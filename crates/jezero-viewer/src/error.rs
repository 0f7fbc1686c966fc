//! Error types for the viewer binary.
//!
//! [`ViewerError`] wraps every failure mode of startup and serving so that
//! `main` can propagate with `?`.

use jezero_acquire::TransportError;
use jezero_observer::ServerError;

use crate::config::ConfigError;

/// Top-level error for the viewer binary.
#[derive(Debug, thiserror::Error)]
pub enum ViewerError {
    /// Configuration loading failed.
    #[error("config error: {source}")]
    Config {
        /// The underlying config error.
        #[from]
        source: ConfigError,
    },

    /// The geometry gateway could not be built.
    #[error("gateway error: {source}")]
    Gateway {
        /// The underlying transport error.
        #[from]
        source: TransportError,
    },

    /// The observer server failed to start or stopped with an error.
    #[error("observer error: {source}")]
    Observer {
        /// The underlying server error.
        #[from]
        source: ServerError,
    },
}
//! Integration tests for the directory gateway against a temporary data
//! directory laid out like the service's.

#![allow(clippy::unwrap_used)]

use std::fs;

use jezero_acquire::{
    DirectoryGateway, Gateway, GatewayConfig, GatewaySource, GeometryGateway, Orchestrator,
    TransportError, create_gateway,
};
use jezero_store::Store;
use jezero_types::Slot;
use tempfile::TempDir;

const CURRENT: &str = r#"{
  "type": "FeatureCollection",
  "features": [
    {
      "type": "Feature",
      "geometry": { "type": "Point", "coordinates": [77.3405, 18.4623] },
      "properties": { "sol": 1012 }
    }
  ]
}"#;

fn data_dir(files: &[(Slot, &str)]) -> TempDir {
    let dir = tempfile::tempdir().unwrap();
    for (slot, body) in files {
        fs::write(dir.path().join(slot.filename()), body).unwrap();
    }
    dir
}

#[tokio::test]
async fn reads_named_file() {
    let dir = data_dir(&[(Slot::PerseveranceCurrent, CURRENT)]);
    let gateway = DirectoryGateway::new(dir.path(), 1_000);

    let collection = gateway
        .fetch_geometry(Slot::PerseveranceCurrent)
        .await
        .unwrap();
    assert_eq!(collection.len(), 1);
    assert_eq!(
        collection.features.first().and_then(|f| f.sol()).as_deref(),
        Some("1012")
    );
}

#[tokio::test]
async fn missing_file_is_read_error() {
    let dir = data_dir(&[]);
    let gateway = DirectoryGateway::new(dir.path(), 1_000);

    let err = gateway
        .fetch_geometry(Slot::IngenuityWaypoints)
        .await
        .unwrap_err();
    assert!(
        matches!(&err, TransportError::Read { path, .. } if path.ends_with("ingenuity-waypoints.json")),
        "{err:?}"
    );
}

#[tokio::test]
async fn malformed_file_is_decode_error() {
    let dir = data_dir(&[(Slot::IngenuityPath, "[1, 2, 3]")]);
    let gateway = DirectoryGateway::new(dir.path(), 1_000);

    let err = gateway.fetch_geometry(Slot::IngenuityPath).await.unwrap_err();
    assert!(matches!(err, TransportError::Decode { .. }), "{err}");
}

#[tokio::test]
async fn configured_directory_source_loads_full_dataset() {
    let files: Vec<(Slot, &str)> = Slot::ALL.into_iter().map(|s| (s, CURRENT)).collect();
    let dir = data_dir(&files);
    let config = GatewayConfig {
        source: GatewaySource::Directory,
        directory: dir.path().to_path_buf(),
        ..GatewayConfig::default()
    };
    let gateway = create_gateway(&config).unwrap();
    assert!(matches!(gateway, GeometryGateway::Directory(_)));

    let store = Store::new();
    let report = Orchestrator::new(gateway, store.clone())
        .load_geometries()
        .await;

    assert!(!report.superseded);
    let state = store.snapshot();
    assert_eq!(state.error, None);
    assert_eq!(state.data.unwrap().map.feature_count(), 6);
}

※ ※ ※

Retype, exactly as written, each line from the one that has "let store = Store::new();" to the bottom of the entries above, and include both of those lines.

    let store = Store::new();
    let report = Orchestrator::new(gateway, store.clone())
        .load_geometries()
        .await;

    assert!(!report.superseded);
    let state = store.snapshot();
    assert_eq!(state.error, None);
    assert_eq!(state.data.unwrap().map.feature_count(), 6);
}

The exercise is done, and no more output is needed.